Work instruction:
Reproduce the records below exactly, but only between the lines holding "Hardware control boundary." and "error types. The", inclusive.

Task material:
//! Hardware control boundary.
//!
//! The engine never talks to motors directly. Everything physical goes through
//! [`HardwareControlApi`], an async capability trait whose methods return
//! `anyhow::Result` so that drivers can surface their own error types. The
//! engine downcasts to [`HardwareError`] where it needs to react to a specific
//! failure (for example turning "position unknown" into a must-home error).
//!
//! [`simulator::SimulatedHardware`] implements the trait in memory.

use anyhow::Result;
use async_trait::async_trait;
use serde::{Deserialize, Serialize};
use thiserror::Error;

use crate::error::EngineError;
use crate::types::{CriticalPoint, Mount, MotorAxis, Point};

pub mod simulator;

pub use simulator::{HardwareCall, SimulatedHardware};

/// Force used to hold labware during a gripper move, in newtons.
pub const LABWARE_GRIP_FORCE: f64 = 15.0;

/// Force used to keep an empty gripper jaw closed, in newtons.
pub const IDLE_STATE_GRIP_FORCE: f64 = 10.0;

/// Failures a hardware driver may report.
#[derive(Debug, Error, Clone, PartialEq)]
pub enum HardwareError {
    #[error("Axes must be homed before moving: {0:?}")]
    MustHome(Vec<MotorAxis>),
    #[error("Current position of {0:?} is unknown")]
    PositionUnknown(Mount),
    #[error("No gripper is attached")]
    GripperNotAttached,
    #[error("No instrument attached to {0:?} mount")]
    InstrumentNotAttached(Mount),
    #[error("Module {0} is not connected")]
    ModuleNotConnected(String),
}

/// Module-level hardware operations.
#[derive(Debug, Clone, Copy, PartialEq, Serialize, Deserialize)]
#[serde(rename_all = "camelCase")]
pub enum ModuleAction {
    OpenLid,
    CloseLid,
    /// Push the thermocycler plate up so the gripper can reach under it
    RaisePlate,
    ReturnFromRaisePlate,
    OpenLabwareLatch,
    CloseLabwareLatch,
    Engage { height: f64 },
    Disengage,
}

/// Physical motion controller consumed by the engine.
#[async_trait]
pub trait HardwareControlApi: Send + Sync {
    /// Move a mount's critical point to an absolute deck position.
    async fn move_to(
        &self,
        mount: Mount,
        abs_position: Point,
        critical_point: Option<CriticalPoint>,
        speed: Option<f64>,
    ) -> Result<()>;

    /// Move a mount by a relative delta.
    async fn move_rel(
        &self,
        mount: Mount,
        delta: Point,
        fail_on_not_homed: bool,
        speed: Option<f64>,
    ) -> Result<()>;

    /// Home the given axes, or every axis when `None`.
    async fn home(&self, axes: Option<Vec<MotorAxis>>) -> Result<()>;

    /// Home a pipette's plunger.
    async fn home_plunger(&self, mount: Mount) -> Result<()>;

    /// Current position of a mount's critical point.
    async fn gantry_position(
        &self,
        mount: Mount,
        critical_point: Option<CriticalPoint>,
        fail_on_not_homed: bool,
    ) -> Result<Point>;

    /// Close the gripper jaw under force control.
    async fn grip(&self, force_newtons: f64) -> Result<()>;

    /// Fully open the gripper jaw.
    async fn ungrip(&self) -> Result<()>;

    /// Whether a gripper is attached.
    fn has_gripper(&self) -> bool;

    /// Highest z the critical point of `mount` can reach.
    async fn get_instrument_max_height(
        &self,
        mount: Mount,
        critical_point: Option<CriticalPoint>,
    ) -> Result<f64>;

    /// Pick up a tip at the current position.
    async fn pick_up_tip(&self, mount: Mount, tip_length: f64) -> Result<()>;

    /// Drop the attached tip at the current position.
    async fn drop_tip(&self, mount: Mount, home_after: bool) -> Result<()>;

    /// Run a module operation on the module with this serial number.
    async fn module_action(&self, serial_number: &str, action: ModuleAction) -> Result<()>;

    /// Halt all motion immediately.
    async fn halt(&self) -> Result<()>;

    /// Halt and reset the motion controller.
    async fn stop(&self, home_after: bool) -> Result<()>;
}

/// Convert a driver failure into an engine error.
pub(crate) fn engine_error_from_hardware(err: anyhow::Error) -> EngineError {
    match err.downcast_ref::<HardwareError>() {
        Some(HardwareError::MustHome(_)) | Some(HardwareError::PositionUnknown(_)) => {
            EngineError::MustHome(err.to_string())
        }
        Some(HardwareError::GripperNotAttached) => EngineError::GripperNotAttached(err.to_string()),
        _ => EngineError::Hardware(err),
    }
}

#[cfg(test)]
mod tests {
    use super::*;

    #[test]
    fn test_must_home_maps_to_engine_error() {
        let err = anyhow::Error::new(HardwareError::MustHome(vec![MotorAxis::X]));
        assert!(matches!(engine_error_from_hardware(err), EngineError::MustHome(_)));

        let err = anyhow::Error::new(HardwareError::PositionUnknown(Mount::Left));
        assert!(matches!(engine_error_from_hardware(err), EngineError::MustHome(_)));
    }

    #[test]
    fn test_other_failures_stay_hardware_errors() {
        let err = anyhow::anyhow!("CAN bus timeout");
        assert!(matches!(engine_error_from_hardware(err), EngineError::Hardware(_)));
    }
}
...
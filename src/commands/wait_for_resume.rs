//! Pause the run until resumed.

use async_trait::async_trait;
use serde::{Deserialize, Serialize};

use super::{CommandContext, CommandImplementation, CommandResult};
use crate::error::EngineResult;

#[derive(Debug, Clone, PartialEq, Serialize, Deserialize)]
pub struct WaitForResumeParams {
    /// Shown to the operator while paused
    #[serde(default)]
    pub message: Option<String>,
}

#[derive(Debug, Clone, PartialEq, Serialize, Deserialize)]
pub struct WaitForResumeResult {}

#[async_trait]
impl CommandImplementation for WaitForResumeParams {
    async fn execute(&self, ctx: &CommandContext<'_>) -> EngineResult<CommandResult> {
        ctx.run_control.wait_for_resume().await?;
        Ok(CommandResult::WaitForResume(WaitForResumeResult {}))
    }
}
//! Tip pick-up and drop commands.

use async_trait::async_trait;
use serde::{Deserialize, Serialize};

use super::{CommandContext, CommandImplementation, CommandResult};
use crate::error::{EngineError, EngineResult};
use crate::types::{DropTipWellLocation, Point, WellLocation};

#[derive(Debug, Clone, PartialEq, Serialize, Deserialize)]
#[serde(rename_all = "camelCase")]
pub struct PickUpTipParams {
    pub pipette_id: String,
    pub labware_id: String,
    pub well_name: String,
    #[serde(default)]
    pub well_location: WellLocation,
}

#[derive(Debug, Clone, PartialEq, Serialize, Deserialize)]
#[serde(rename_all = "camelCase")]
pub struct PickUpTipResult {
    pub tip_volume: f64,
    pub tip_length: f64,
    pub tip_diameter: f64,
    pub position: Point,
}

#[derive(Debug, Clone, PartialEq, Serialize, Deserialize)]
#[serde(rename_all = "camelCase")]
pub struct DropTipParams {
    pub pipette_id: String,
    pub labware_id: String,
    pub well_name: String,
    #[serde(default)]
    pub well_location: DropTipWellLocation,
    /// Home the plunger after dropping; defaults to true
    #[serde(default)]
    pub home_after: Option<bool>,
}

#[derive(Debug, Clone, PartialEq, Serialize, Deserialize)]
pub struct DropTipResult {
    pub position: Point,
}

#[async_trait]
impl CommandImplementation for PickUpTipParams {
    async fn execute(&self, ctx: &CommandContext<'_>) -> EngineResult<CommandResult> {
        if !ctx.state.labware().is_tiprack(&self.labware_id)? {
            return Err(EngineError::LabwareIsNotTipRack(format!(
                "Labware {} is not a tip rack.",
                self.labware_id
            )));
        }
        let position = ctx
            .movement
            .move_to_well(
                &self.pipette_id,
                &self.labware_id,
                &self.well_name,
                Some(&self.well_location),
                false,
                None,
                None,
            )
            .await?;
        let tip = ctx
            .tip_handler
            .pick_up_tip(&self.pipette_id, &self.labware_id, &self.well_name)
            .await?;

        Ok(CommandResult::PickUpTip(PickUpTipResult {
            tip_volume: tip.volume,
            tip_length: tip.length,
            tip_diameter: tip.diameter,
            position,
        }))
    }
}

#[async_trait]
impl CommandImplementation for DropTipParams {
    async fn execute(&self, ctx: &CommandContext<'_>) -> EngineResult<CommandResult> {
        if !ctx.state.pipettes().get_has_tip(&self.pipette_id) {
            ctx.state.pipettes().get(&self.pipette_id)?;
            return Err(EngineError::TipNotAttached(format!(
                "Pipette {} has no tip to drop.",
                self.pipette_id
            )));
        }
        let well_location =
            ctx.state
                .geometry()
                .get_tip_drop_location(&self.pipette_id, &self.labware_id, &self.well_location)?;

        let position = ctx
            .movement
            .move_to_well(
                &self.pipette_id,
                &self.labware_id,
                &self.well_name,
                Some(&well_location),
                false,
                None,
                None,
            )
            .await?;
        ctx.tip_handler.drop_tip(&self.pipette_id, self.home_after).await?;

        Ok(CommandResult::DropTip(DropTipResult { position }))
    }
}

Response for this exercise:
//! Hardware control boundary.
//!
//! The engine never talks to motors directly. Everything physical goes through
//! [`HardwareControlApi`], an async capability trait whose methods return
//! `anyhow::Result` so that drivers can surface their own error types. The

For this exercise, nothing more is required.